▼
Friday, March 24, 2017
Touhou Genso Wanderer (PS4) Review
Touhou Genso Wanderer is a mystery dungeon style game. If you aren't familiar with that, you basically run through multiple floors of a simple randomly generated dungeon to get to the end, fight a boss, and then leave. You have to contend with limited item space, many enemies, traps, and hunger to survive. Leaving resets your level at 1. Dying means returning to base with little to no items.
Fortunately, Genso Wanderer lets you keep your items when you die. You will lose all of your money, though. This makes it easier to do subsequent runs, since you hold on to your main equipment, but also useful items. However, the game seems very liberal with the traps that make your weapons weaker, in an effort to balance things out.
It also does a few other nice things. The main character, Reimu, has four skills you can use while fighting, and each is useful in different situations. There's a ranged one (my most used one), a skill that hits the three panels in front of you, a piercing distance shot, and an AoE that hits the eight panels surrounding you.
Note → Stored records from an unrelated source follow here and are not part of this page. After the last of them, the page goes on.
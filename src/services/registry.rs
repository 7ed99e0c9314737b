use std::collections::{BTreeMap, HashMap};

use thiserror::Error;
use tokio::sync::RwLock;
use uuid::Uuid;

use crate::models::{
    DonationRecord, DonationStatus, Donor, EmergencyRequest, UpdateDonorRequest,
};

/// Errors that can occur when reading or writing the registry
#[derive(Debug, Error)]
pub enum RegistryError {
    #[error("Donor not found: {0}")]
    DonorNotFound(String),

    #[error("Donation not found: {0}")]
    DonationNotFound(Uuid),

    #[error("Emergency request not found: {0}")]
    RequestNotFound(Uuid),

    #[error("Donor already registered: {0}")]
    DuplicateDonor(String),

    #[error("Invalid status transition: {from:?} -> {to:?}")]
    InvalidStatusTransition {
        from: DonationStatus,
        to: DonationStatus,
    },
}

/// Record counts, reported by the health endpoint
#[derive(Debug, Clone, Copy, PartialEq, Eq)]
pub struct RegistryCounts {
    pub donors: usize,
    pub donations: usize,
    pub requests: usize,
}

#[derive(Debug, Default)]
struct RegistryState {
    // Ordered so roster snapshots are stable across calls
    donors: BTreeMap<String, Donor>,
    donations: Vec<DonationRecord>,
    requests: HashMap<Uuid, EmergencyRequest>,
    // Bumped on every donor or donation write
    generation: u64,
}

/// Owned copy of the matching inputs, tagged with the registry generation
/// it was taken at
#[derive(Debug, Clone)]
pub struct RegistrySnapshot {
    pub donors: Vec<Donor>,
    pub donations: Vec<DonationRecord>,
    pub generation: u64,
}

/// In-memory store for donors, donation history and emergency requests
///
/// The matcher only ever sees owned snapshots taken under a read lock,
/// so it stays independent of how records are stored.
#[derive(Debug, Default)]
pub struct Registry {
    state: RwLock<RegistryState>,
}

impl Registry {
    pub fn new() -> Self {
        Self::default()
    }

    /// Register a new donor. Ids are unique.
    pub async fn register_donor(&self, donor: Donor) -> Result<Donor, RegistryError> {
        let mut state = self.state.write().await;
        if state.donors.contains_key(&donor.id) {
            return Err(RegistryError::DuplicateDonor(donor.id));
        }

        tracing::debug!("Registered donor {} ({})", donor.id, donor.blood_type);
        state.donors.insert(donor.id.clone(), donor.clone());
        state.generation += 1;
        Ok(donor)
    }

    pub async fn get_donor(&self, donor_id: &str) -> Result<Donor, RegistryError> {
        let state = self.state.read().await;
        state
            .donors
            .get(donor_id)
            .cloned()
            .ok_or_else(|| RegistryError::DonorNotFound(donor_id.to_string()))
    }

    /// Apply a partial update to a donor's activity and location
    ///
    /// Supplying a city without coordinates clears the stored coordinate,
    /// so the new city is used for distance. A coordinate is only replaced
    /// when both latitude and longitude are given.
    pub async fn update_donor(
        &self,
        donor_id: &str,
        update: &UpdateDonorRequest,
    ) -> Result<Donor, RegistryError> {
        let mut state = self.state.write().await;
        let donor = state
            .donors
            .get_mut(donor_id)
            .ok_or_else(|| RegistryError::DonorNotFound(donor_id.to_string()))?;

        if let Some(is_active) = update.is_active {
            donor.is_active = is_active;
        }
        if let Some(city) = &update.city {
            donor.city = Some(city.clone());
            if update.latitude.is_none() && update.longitude.is_none() {
                donor.latitude = None;
                donor.longitude = None;
            }
        }
        // Half a coordinate never replaces a whole one
        if let (Some(lat), Some(lng)) = (update.latitude, update.longitude) {
            donor.latitude = Some(lat);
            donor.longitude = Some(lng);
        }

        let updated = donor.clone();
        state.generation += 1;
        Ok(updated)
    }

    pub async fn list_donors(&self) -> Vec<Donor> {
        self.state.read().await.donors.values().cloned().collect()
    }

    /// Record a donation for a registered donor
    pub async fn record_donation(&self, record: DonationRecord) -> Result<DonationRecord, RegistryError> {
        let mut state = self.state.write().await;
        if !state.donors.contains_key(&record.donor_id) {
            return Err(RegistryError::DonorNotFound(record.donor_id));
        }

        tracing::debug!(
            "Recorded {:?} donation {} for donor {}",
            record.donation_type,
            record.id,
            record.donor_id
        );
        state.donations.push(record.clone());
        state.generation += 1;
        Ok(record)
    }

    /// Move a pending donation to complete or rejected
    pub async fn update_donation_status(
        &self,
        donation_id: Uuid,
        status: DonationStatus,
    ) -> Result<DonationRecord, RegistryError> {
        let mut state = self.state.write().await;
        let record = state
            .donations
            .iter_mut()
            .find(|d| d.id == donation_id)
            .ok_or(RegistryError::DonationNotFound(donation_id))?;

        if !record.status.can_transition_to(status) {
            return Err(RegistryError::InvalidStatusTransition {
                from: record.status,
                to: status,
            });
        }

        record.status = status;
        let updated = record.clone();
        state.generation += 1;
        Ok(updated)
    }

    /// A donor's donations, newest first
    pub async fn donation_history(&self, donor_id: &str) -> Result<Vec<DonationRecord>, RegistryError> {
        let state = self.state.read().await;
        if !state.donors.contains_key(donor_id) {
            return Err(RegistryError::DonorNotFound(donor_id.to_string()));
        }

        let mut history: Vec<DonationRecord> = state
            .donations
            .iter()
            .filter(|d| d.donor_id == donor_id)
            .cloned()
            .collect();
        history.sort_by(|a, b| b.donated_at.cmp(&a.donated_at));
        Ok(history)
    }

    pub async fn create_request(&self, request: EmergencyRequest) -> EmergencyRequest {
        let mut state = self.state.write().await;
        tracing::info!(
            "Emergency request {}: {} unit(s) of {} ({:?})",
            request.id,
            request.units_required,
            request.blood_type,
            request.urgency
        );
        state.requests.insert(request.id, request.clone());
        request
    }

    pub async fn get_request(&self, request_id: Uuid) -> Result<EmergencyRequest, RegistryError> {
        let state = self.state.read().await;
        state
            .requests
            .get(&request_id)
            .cloned()
            .ok_or(RegistryError::RequestNotFound(request_id))
    }

    /// Donor roster and full donation history, taken under one lock
    pub async fn snapshot(&self) -> RegistrySnapshot {
        let state = self.state.read().await;
        RegistrySnapshot {
            donors: state.donors.values().cloned().collect(),
            donations: state.donations.clone(),
            generation: state.generation,
        }
    }

    /// Current write generation; changes whenever match inputs change
    pub async fn generation(&self) -> u64 {
        self.state.read().await.generation
    }

    /// Active donors per blood type for a city (case-insensitive)
    pub async fn active_donors_by_blood_type(&self, city: &str) -> BTreeMap<String, usize> {
        let state = self.state.read().await;
        let mut counts = BTreeMap::new();
        for donor in state.donors.values().filter(|d| {
            d.is_active
                && d.city
                    .as_deref()
                    .is_some_and(|c| c.trim().eq_ignore_ascii_case(city.trim()))
        }) {
            let key = donor
                .blood_group()
                .map(|b| b.to_string())
                .unwrap_or_else(|| "unknown".to_string());
            *counts.entry(key).or_insert(0) += 1;
        }
        counts
    }

    pub async fn counts(&self) -> RegistryCounts {
        let state = self.state.read().await;
        RegistryCounts {
            donors: state.donors.len(),
            donations: state.donations.len(),
            requests: state.requests.len(),
        }
    }
}

#[cfg(test)]
mod tests {
    use super::*;
    use crate::models::{DonationType, Urgency};
    use chrono::{Duration, Utc};

    fn donor(id: &str, blood_type: &str, city: &str) -> Donor {
        Donor {
            id: id.to_string(),
            name: format!("Donor {}", id),
            blood_type: blood_type.to_string(),
            city: Some(city.to_string()),
            latitude: None,
            longitude: None,
            is_active: true,
            phone: None,
            registered_at: Utc::now(),
        }
    }

    #[tokio::test]
    async fn test_register_and_fetch_donor() {
        let registry = Registry::new();
        registry.register_donor(donor("d1", "O-", "Pune")).await.unwrap();

        let fetched = registry.get_donor("d1").await.unwrap();
        assert_eq!(fetched.blood_type, "O-");
        assert!(matches!(
            registry.get_donor("missing").await,
            Err(RegistryError::DonorNotFound(_))
        ));
    }

    #[tokio::test]
    async fn test_duplicate_donor_rejected() {
        let registry = Registry::new();
        registry.register_donor(donor("d1", "O-", "Pune")).await.unwrap();

        let result = registry.register_donor(donor("d1", "A+", "Delhi")).await;
        assert!(matches!(result, Err(RegistryError::DuplicateDonor(_))));
    }

    #[tokio::test]
    async fn test_donation_requires_known_donor() {
        let registry = Registry::new();
        let record = DonationRecord::new("ghost", Utc::now(), DonationType::Voluntary);

        let result = registry.record_donation(record).await;
        assert!(matches!(result, Err(RegistryError::DonorNotFound(_))));
    }

    #[tokio::test]
    async fn test_status_transitions() {
        let registry = Registry::new();
        registry.register_donor(donor("d1", "O-", "Pune")).await.unwrap();
        let record = registry
            .record_donation(DonationRecord::new("d1", Utc::now(), DonationType::Emergency))
            .await
            .unwrap();

        let completed = registry
            .update_donation_status(record.id, DonationStatus::Complete)
            .await
            .unwrap();
        assert_eq!(completed.status, DonationStatus::Complete);

        let again = registry
            .update_donation_status(record.id, DonationStatus::Rejected)
            .await;
        assert!(matches!(
            again,
            Err(RegistryError::InvalidStatusTransition { .. })
        ));
    }

    #[tokio::test]
    async fn test_history_newest_first() {
        let registry = Registry::new();
        registry.register_donor(donor("d1", "O-", "Pune")).await.unwrap();
        let now = Utc::now();
        for days in [90, 10, 200] {
            registry
                .record_donation(DonationRecord::new("d1", now - Duration::days(days), DonationType::Voluntary))
                .await
                .unwrap();
        }

        let history = registry.donation_history("d1").await.unwrap();
        let ages: Vec<i64> = history.iter().map(|d| (now - d.donated_at).num_days()).collect();
        assert_eq!(ages, vec![10, 90, 200]);
    }

    #[tokio::test]
    async fn test_update_city_clears_coordinate() {
        let registry = Registry::new();
        let mut d = donor("d1", "O-", "Pune");
        d.latitude = Some(18.52);
        d.longitude = Some(73.85);
        registry.register_donor(d).await.unwrap();

        let update = UpdateDonorRequest {
            city: Some("Nagpur".to_string()),
            ..UpdateDonorRequest::default()
        };
        let updated = registry.update_donor("d1", &update).await.unwrap();

        assert_eq!(updated.city.as_deref(), Some("Nagpur"));
        assert!(updated.coordinate().is_none());
    }

    #[tokio::test]
    async fn test_half_coordinate_keeps_stored_point() {
        let registry = Registry::new();
        let mut d = donor("d1", "O-", "Pune");
        d.latitude = Some(18.52);
        d.longitude = Some(73.85);
        registry.register_donor(d).await.unwrap();

        let update = UpdateDonorRequest {
            latitude: Some(18.60),
            ..UpdateDonorRequest::default()
        };
        let updated = registry.update_donor("d1", &update).await.unwrap();
        assert_eq!(updated.latitude, Some(18.52));
        assert_eq!(updated.longitude, Some(73.85));

        let update = UpdateDonorRequest {
            latitude: Some(18.60),
            longitude: Some(73.90),
            ..UpdateDonorRequest::default()
        };
        let updated = registry.update_donor("d1", &update).await.unwrap();
        assert_eq!(updated.latitude, Some(18.60));
        assert_eq!(updated.longitude, Some(73.90));
    }

    #[tokio::test]
    async fn test_generation_tracks_match_inputs() {
        let registry = Registry::new();
        let start = registry.generation().await;

        registry.register_donor(donor("d1", "O-", "Pune")).await.unwrap();
        let after_register = registry.generation().await;
        assert!(after_register > start);

        let record = registry
            .record_donation(DonationRecord::new("d1", Utc::now(), DonationType::Voluntary))
            .await
            .unwrap();
        let after_donation = registry.generation().await;
        assert!(after_donation > after_register);

        registry
            .update_donation_status(record.id, DonationStatus::Complete)
            .await
            .unwrap();
        let snapshot = registry.snapshot().await;
        assert!(snapshot.generation > after_donation);
        assert_eq!(snapshot.donations.len(), 1);

        // Failed writes leave the generation alone
        assert!(registry.register_donor(donor("d1", "A+", "Pune")).await.is_err());
        assert_eq!(registry.generation().await, snapshot.generation);
    }

    #[tokio::test]
    async fn test_counts_and_city_breakdown() {
        let registry = Registry::new();
        registry.register_donor(donor("d1", "O-", "Pune")).await.unwrap();
        registry.register_donor(donor("d2", "o-", "pune")).await.unwrap();
        registry.register_donor(donor("d3", "A+", "Delhi")).await.unwrap();
        registry
            .create_request(EmergencyRequest {
                id: Uuid::new_v4(),
                blood_type: "A+".to_string(),
                units_required: 1,
                urgency: Urgency::Low,
                location: Some("Delhi".to_string()),
                latitude: None,
                longitude: None,
                created_at: Utc::now(),
            })
            .await;

        let counts = registry.counts().await;
        assert_eq!(counts.donors, 3);
        assert_eq!(counts.requests, 1);

        let pune = registry.active_donors_by_blood_type("Pune").await;
        assert_eq!(pune.get("O-"), Some(&2));
        assert_eq!(pune.len(), 1);
    }
}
Each of these skills takes a certain number of Danmaki energy, represented by the red-boxed "P" under your health. You collect a lot of these during your travels, so you can definitely use them when you need them. Might as well, since they don't stay with you when you leave.
Reimu also has partners that can tag along on the dungeon excursions. While they can get into trouble on their own, I found that they are extremely helpful. They also have their own set of skills, but aren't the best judge of when to use them. You get more as you go through the game, each with different abilities and stats. Plus, you can also unlock other characters to play as, but I wasn't good enough to get any.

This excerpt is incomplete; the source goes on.